> [What is expected]:
Return the data below exactly, but only from the line containing "Main ticker loop." through the line containing "if now >= next_tick", with both of those lines included.

> [Stored entries]:
-- Opening Marker --

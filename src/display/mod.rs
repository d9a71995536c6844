//! Display module: canvas, renderer and the view-port record.
//!
//! This module contains:
//! - [`Canvas`]: drawing primitives the renderer relies on
//! - [`TextCanvas`]: a cell grid implementing them
//! - [`Renderer`]: draws the shared meter state
//! - [`ViewPort`]: the display record the event loop asks for redraws

mod canvas;
mod renderer;

pub use canvas::{Canvas, Cell, Font, Modifiers, TextCanvas};
pub use renderer::{format_lux, RenderOutcome, Renderer, ACTION_LABEL, PLACEHOLDER, VALUE_LINE_WIDTH};

/// A display surface owned by the display subsystem.
///
/// The display decides when to actually invoke the [`Renderer`]; the
/// event loop only requests redraws.
pub trait ViewPort {
    /// Request a redraw. Must not block on the render itself.
    fn update(&self);

    /// Detach from the display. No redraws happen afterwards.
    fn release(&mut self);
}
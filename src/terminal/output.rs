//! `OutputBuffer`: Single-syscall output buffer for ANSI sequences.

use crate::display::{Modifiers, TextCanvas};
use std::io::Write;

/// Pre-allocated buffer for building ANSI escape sequences.
///
/// All output is accumulated here, then flushed in a single `write()` syscall
/// to prevent terminal flickering.
pub struct OutputBuffer {
    data: Vec<u8>,
}

impl OutputBuffer {
    /// Create a new output buffer with the given capacity.
    pub fn with_capacity(capacity: usize) -> Self {
        Self {
            data: Vec::with_capacity(capacity),
        }
    }

    /// Create a buffer sized for a small display (1KB).
    pub fn new() -> Self {
        Self::with_capacity(1024)
    }

    /// Clear the buffer for reuse.
    #[inline]
    pub fn clear(&mut self) {
        self.data.clear();
    }

    /// Get the buffer length.
    #[inline]
    pub const fn len(&self) -> usize {
        self.data.len()
    }

    /// Check if buffer is empty.
    #[inline]
    pub const fn is_empty(&self) -> bool {
        self.data.is_empty()
    }

    /// Write a string.
    #[inline]
    pub fn write_str(&mut self, s: &str) {
        self.data.extend_from_slice(s.as_bytes());
    }

    /// Move cursor to (x, y) position (1-indexed for ANSI).
    #[inline]
    pub fn cursor_move(&mut self, x: u16, y: u16) {
        // CSI row ; col H
        let _ = write!(self.data, "\x1b[{};{}H", y + 1, x + 1);
    }

    /// Hide cursor.
    #[inline]
    pub fn cursor_hide(&mut self) {
        self.data.extend_from_slice(b"\x1b[?25l");
    }

    /// Apply text modifiers on top of a reset.
    pub fn set_modifiers(&mut self, modifiers: Modifiers) {
        self.reset_attrs();
        if modifiers.contains(Modifiers::BOLD) {
            self.data.extend_from_slice(b"\x1b[1m");
        }
        if modifiers.contains(Modifiers::DIM) {
            self.data.extend_from_slice(b"\x1b[2m");
        }
        if modifiers.contains(Modifiers::REVERSED) {
            self.data.extend_from_slice(b"\x1b[7m");
        }
    }

    /// Reset all attributes.
    #[inline]
    pub fn reset_attrs(&mut self) {
        self.data.extend_from_slice(b"\x1b[0m");
    }

    /// Clear the entire screen.
    #[inline]
    pub fn clear_screen(&mut self) {
        self.data.extend_from_slice(b"\x1b[2J");
    }

    /// Encode the whole canvas at `origin`, switching style only when it
    /// changes between cells.
    pub fn write_canvas(&mut self, canvas: &TextCanvas, origin: (u16, u16)) {
        let (ox, oy) = origin;
        let mut y = oy;
        for row in canvas.rows() {
            self.cursor_move(ox, y);
            let mut current: Option<Modifiers> = None;
            for cell in row {
                if cell.is_wide_continuation() {
                    continue;
                }
                if current != Some(cell.modifiers()) {
                    self.set_modifiers(cell.modifiers());
                    current = Some(cell.modifiers());
                }
                self.write_str(cell.symbol());
            }
            y = y.saturating_add(1);
        }
        self.reset_attrs();
        self.cursor_hide();
    }

    /// Flush to a writer in a single syscall.
    ///
    /// # Errors
    ///
    /// Returns an error if the underlying writer fails.
    pub fn flush_to<W: Write>(&self, writer: &mut W) -> std::io::Result<()> {
        writer.write_all(&self.data)?;
        writer.flush()
    }
}

impl Default for OutputBuffer {
    fn default() -> Self {
        Self::new()
    }
}
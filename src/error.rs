//! Error types for the light meter.
//!
//! Sensor failures and lock contention are non-fatal and only ever logged;
//! `AppError` covers the paths that end the application.

use std::time::Duration;
use thiserror::Error;

/// Errors reported by a [`LightSensor`](crate::sensor::LightSensor).
#[derive(Debug, Clone, PartialEq, Eq, Error)]
pub enum SensorError {
    /// The bus transaction failed.
    #[error("sensor bus transaction failed: {0}")]
    Bus(String),

    /// The sensor is powered down.
    #[error("sensor is not powered")]
    NotPowered,

    /// A one-time mode read was attempted without a triggered conversion.
    #[error("no conversion has been triggered")]
    NoConversion,
}

/// The shared state could not be acquired within its bound.
#[derive(Debug, Clone, Copy, PartialEq, Eq, Error)]
#[error("shared state still held after {waited:?}")]
pub struct LockTimeout {
    /// How long the caller waited before giving up.
    pub waited: Duration,
}

/// Errors related to application configuration.
#[derive(Debug, Error)]
pub enum ConfigError {
    /// The config file could not be read.
    #[error("failed to read config file: {0}")]
    Read(#[from] std::io::Error),

    /// The config file is not valid TOML for [`AppConfig`](crate::AppConfig).
    #[error("failed to parse config: {0}")]
    Parse(String),

    /// A field holds a value outside its allowed range.
    #[error("invalid value for {field}: {message}")]
    InvalidValue {
        /// Dotted path of the offending field.
        field: &'static str,
        /// What is wrong with it.
        message: String,
    },
}

/// Application-level errors.
#[derive(Debug, Error)]
pub enum AppError {
    /// The shared-state guard could not be created at startup.
    #[error("cannot allocate shared state: {0}")]
    StateAlloc(String),

    /// Every producer of the event queue is gone.
    #[error("event queue was torn down")]
    QueueClosed,

    /// Terminal or file I/O.
    #[error("io error: {0}")]
    Io(#[from] std::io::Error),
}

/// Convenience type alias for Results using [`AppError`].
pub type Result<T> = std::result::Result<T, AppError>;
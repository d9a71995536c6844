//! Deterministic light source standing in for real hardware.
//!
//! Follows the BH1750 command model closely enough to exercise the poller:
//! readings need power, and one-time modes need a triggered conversion per
//! read (the sensor drops back to power-down after each one).

use super::{LightSensor, Mode};
use crate::error::SensorError;
use std::time::Instant;

/// Simulated BH1750-class sensor.
///
/// The light level follows a slow triangle wave between `floor` and
/// `ceiling`, quantized to the mode's resolution.
#[derive(Debug, Clone)]
pub struct SimulatedSensor {
    powered: bool,
    mode: Mode,
    conversion_pending: bool,
    floor: f32,
    ceiling: f32,
    started: Instant,
}

impl SimulatedSensor {
    /// Period of the simulated light wave in seconds.
    const PERIOD_SECS: f32 = 20.0;

    /// Create a powered-down sensor sweeping between the given levels.
    pub fn new(floor: f32, ceiling: f32) -> Self {
        Self {
            powered: false,
            mode: Mode::default(),
            conversion_pending: false,
            floor: floor.min(ceiling),
            ceiling: ceiling.max(floor),
            started: Instant::now(),
        }
    }

    fn level(&self) -> f32 {
        let phase = (self.started.elapsed().as_secs_f32() / Self::PERIOD_SECS).fract();
        let triangle = 1.0 - (2.0f32.mul_add(phase, -1.0)).abs();
        let raw = (self.ceiling - self.floor).mul_add(triangle, self.floor);
        let step = self.mode.resolution_lux();
        (raw / step).round() * step
    }
}

impl Default for SimulatedSensor {
    fn default() -> Self {
        Self::new(5.0, 800.0)
    }
}

impl LightSensor for SimulatedSensor {
    fn reset(&mut self) -> Result<(), SensorError> {
        // The data register only accepts a reset while powered.
        if !self.powered {
            return Err(SensorError::NotPowered);
        }
        self.conversion_pending = false;
        Ok(())
    }

    fn set_power_state(&mut self, on: bool) -> Result<(), SensorError> {
        self.powered = on;
        if !on {
            self.conversion_pending = false;
        }
        Ok(())
    }

    fn set_mode(&mut self, mode: Mode) -> Result<(), SensorError> {
        self.mode = mode;
        Ok(())
    }

    fn trigger_manual_conversion(&mut self) -> Result<(), SensorError> {
        if !self.mode.is_one_time() {
            return Err(SensorError::Bus("manual conversion in continuous mode".into()));
        }
        // One-time commands power the sensor up on their own.
        self.powered = true;
        self.conversion_pending = true;
        Ok(())
    }

    fn read_light(&mut self) -> Result<f32, SensorError> {
        if self.mode.is_one_time() {
            if !self.conversion_pending {
                return Err(SensorError::NoConversion);
            }
            self.conversion_pending = false;
            self.powered = false;
        } else if !self.powered {
            return Err(SensorError::NotPowered);
        }

        Ok(self.level())
    }
}
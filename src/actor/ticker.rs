//! Ticker: dedicated thread posting periodic sampling ticks.
//!
//! Ticks are posted without waiting. When the event loop falls behind the
//! queue fills up and further ticks are dropped, so the timer thread never
//! stalls and ticks never pile up.

use super::messages::Event;
use super::queue::{EventSender, PostError};
use log::{debug, trace};
use std::sync::atomic::{AtomicBool, AtomicU64, Ordering};
use std::sync::Arc;
use std::thread::{self, JoinHandle};
use std::time::{Duration, Instant};

/// Tick delivery counters, shared with the ticker thread.
#[derive(Debug, Default)]
pub struct TickStats {
    posted: AtomicU64,
    dropped: AtomicU64,
    running: AtomicBool,
}

impl TickStats {
    /// Whether the ticker thread is still running.
    pub fn is_running(&self) -> bool {
        self.running.load(Ordering::Acquire)
    }

    /// Ticks that made it into the queue.
    pub fn posted(&self) -> u64 {
        self.posted.load(Ordering::Relaxed)
    }

    /// Ticks dropped because the queue was full.
    pub fn dropped(&self) -> u64 {
        self.dropped.load(Ordering::Relaxed)
    }
}

/// Periodic timer posting [`Event::Tick`].
pub struct Ticker {
    /// Handle to the ticker thread.
    handle: Option<JoinHandle<()>>,
    /// Flag to signal shutdown.
    shutdown: Arc<AtomicBool>,
    /// Delivery counters.
    stats: Arc<TickStats>,
}

impl Ticker {
    /// Start posting a tick every `interval`.
    ///
    /// The first tick fires one interval after start.
    ///
    /// # Errors
    ///
    /// Returns an error if the OS fails to spawn the ticker thread.
    pub fn start(sender: EventSender, interval: Duration) -> std::io::Result<Self> {
        let shutdown = Arc::new(AtomicBool::new(false));
        let stats = Arc::new(TickStats::default());
        stats.running.store(true, Ordering::Release);

        let handle = {
            let shutdown = shutdown.clone();
            let stats = stats.clone();
            thread::Builder::new()
                .name("luxview-ticker".to_string())
                .spawn(move || {
                    Self::run_loop(&sender, &shutdown, &stats, interval);
                    stats.running.store(false, Ordering::Release);
                })?
        };

        debug!("Ticker started ({interval:?})");
        Ok(Self {
            handle: Some(handle),
            shutdown,
            stats,
        })
    }

    /// Delivery counters; the handle stays valid after the ticker is gone.
    pub fn stats(&self) -> Arc<TickStats> {
        self.stats.clone()
    }

    /// Signal the ticker to stop and wait for its thread.
    pub fn stop(&mut self) {
        self.shutdown.store(true, Ordering::Relaxed);
        if let Some(handle) = self.handle.take() {
            let _ = handle.join();
            debug!(
                "Ticker stopped ({} posted, {} dropped)",
                self.stats.posted(),
                self.stats.dropped()
            );
        }
    }

    /// Main ticker loop.
    fn run_loop(sender: &EventSender, shutdown: &AtomicBool, stats: &TickStats, interval: Duration) {
        let mut next_tick = Instant::now() + interval;

        loop {
            if shutdown.load(Ordering::Relaxed) {
                break;
            }

            let now = Instant::now();
            if now >= next_tick {
                match sender.try_post(Event::Tick) {
                    Ok(()) => {
                        stats.posted.fetch_add(1, Ordering::Relaxed);
                    }
                    Err(PostError::Full) => {
                        stats.dropped.fetch_add(1, Ordering::Relaxed);
                        trace!("Queue full, tick dropped");
                    }
                    Err(PostError::Closed) => break,
                }

                next_tick += interval;

                // Behind schedule: restart the cadence instead of bursting.
                if next_tick < now {
                    next_tick = now + interval;
                }
            } else {
                // Short naps keep shutdown latency low.
                thread::sleep((next_tick - now).min(Duration::from_millis(5)));
            }
        }
    }
}

impl Drop for Ticker {
    fn drop(&mut self) {
        self.stop();
    }
}
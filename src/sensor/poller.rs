//! Sensor poller: trigger, settle, read.
//!
//! In one-time modes the sensor only holds a valid value after a triggered
//! conversion has had time to complete, so every poll runs the full
//! trigger + settle delay + read sequence. The delay runs on the caller's
//! thread.

use super::{LightSensor, Mode};
use crate::state::SharedState;
use log::{debug, warn};
use std::thread;
use std::time::Duration;

/// Outcome of the read phase.
#[derive(Debug, Clone, Copy, PartialEq, Eq)]
pub enum ReadStatus {
    /// The sensor returned a fresh value.
    Ok,
    /// The read failed; the reading carries the previous value.
    Failed,
}

/// Result of a single poll.
#[derive(Debug, Clone, Copy, PartialEq)]
pub struct SensorReading {
    /// Fresh value on success, previous value (if any) on failure.
    pub lux: Option<f32>,
    /// Whether the read phase succeeded.
    pub status: ReadStatus,
}

impl SensorReading {
    /// Whether the reading holds a fresh value.
    pub fn is_ok(&self) -> bool {
        self.status == ReadStatus::Ok
    }
}

/// What a poll did to the shared state.
#[derive(Debug, Clone, Copy, PartialEq)]
pub enum PollOutcome {
    /// A fresh value was committed.
    Updated(f32),
    /// The sensor read failed; the state keeps its previous value.
    ReadFailed,
    /// The state stayed locked past the timeout; the cycle was skipped.
    Contended,
}

/// Drives the trigger/settle/read sequence against a [`LightSensor`].
#[derive(Debug)]
pub struct SensorPoller<S> {
    sensor: S,
    mode: Mode,
    settle_delay: Duration,
    last_lux: Option<f32>,
}

impl<S: LightSensor> SensorPoller<S> {
    /// Create a poller using one-time high resolution mode.
    pub const fn new(sensor: S, settle_delay: Duration) -> Self {
        Self {
            sensor,
            mode: Mode::OneTimeHigh,
            settle_delay,
            last_lux: None,
        }
    }

    /// Use a different measurement mode.
    #[must_use]
    pub fn with_mode(mut self, mode: Mode) -> Self {
        self.mode = mode;
        self
    }

    /// Reset the sensor, power it on and select the measurement mode.
    ///
    /// Each step is attempted regardless of the previous one failing.
    pub fn power_up(&mut self) {
        debug!("Initializing sensor");
        match self.sensor.reset() {
            Ok(()) => debug!("Sensor reset successful"),
            Err(e) => debug!("Could not reset sensor: {e}"),
        }

        match self.sensor.set_power_state(true) {
            Ok(()) => debug!("Power state set to on"),
            Err(e) => debug!("Could not set power state: {e}"),
        }

        match self.sensor.set_mode(self.mode) {
            Ok(()) => debug!("Mode set to {:?}", self.mode),
            Err(e) => debug!("Could not set mode {:?}: {e}", self.mode),
        }
    }

    /// Power the sensor down.
    pub fn power_down(&mut self) {
        if let Err(e) = self.sensor.set_power_state(false) {
            warn!("Could not power down sensor: {e}");
        }
    }

    /// Run one trigger/settle/read sequence.
    pub fn poll(&mut self) -> SensorReading {
        match self.sensor.trigger_manual_conversion() {
            Ok(()) => debug!("Trigger manual conversion successful"),
            Err(e) => debug!("Could not trigger manual conversion: {e}"),
        }

        if !self.settle_delay.is_zero() {
            thread::sleep(self.settle_delay);
        }

        match self.sensor.read_light() {
            Ok(lux) => {
                debug!("Read light successful, lux = {lux}");
                self.last_lux = Some(lux);
                SensorReading {
                    lux: Some(lux),
                    status: ReadStatus::Ok,
                }
            }
            Err(e) => {
                debug!("Could not read light: {e}");
                SensorReading {
                    lux: self.last_lux,
                    status: ReadStatus::Failed,
                }
            }
        }
    }

    /// Poll and commit a fresh value into `state`.
    ///
    /// The sensor sequence runs without holding the state; only the write
    /// happens under the guard, bounded by `lock_timeout`.
    pub fn poll_into(&mut self, state: &SharedState, lock_timeout: Duration) -> PollOutcome {
        let reading = self.poll();
        let Some(lux) = reading.lux.filter(|_| reading.is_ok()) else {
            return PollOutcome::ReadFailed;
        };

        match state.acquire(lock_timeout) {
            Ok(mut meter) => {
                meter.record(lux);
                PollOutcome::Updated(lux)
            }
            Err(e) => {
                warn!("Skipping poll cycle: {e}");
                PollOutcome::Contended
            }
        }
    }
}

-- Closing Marker --

> [Task result]:
    /// Main ticker loop.
    fn run_loop(sender: &EventSender, shutdown: &AtomicBool, stats: &TickStats, interval: Duration) {
        let mut next_tick = Instant::now() + interval;

        loop {
            if shutdown.load(Ordering::Relaxed) {
                break;
            }

            let now = Instant::now();
            if now >= next_tick {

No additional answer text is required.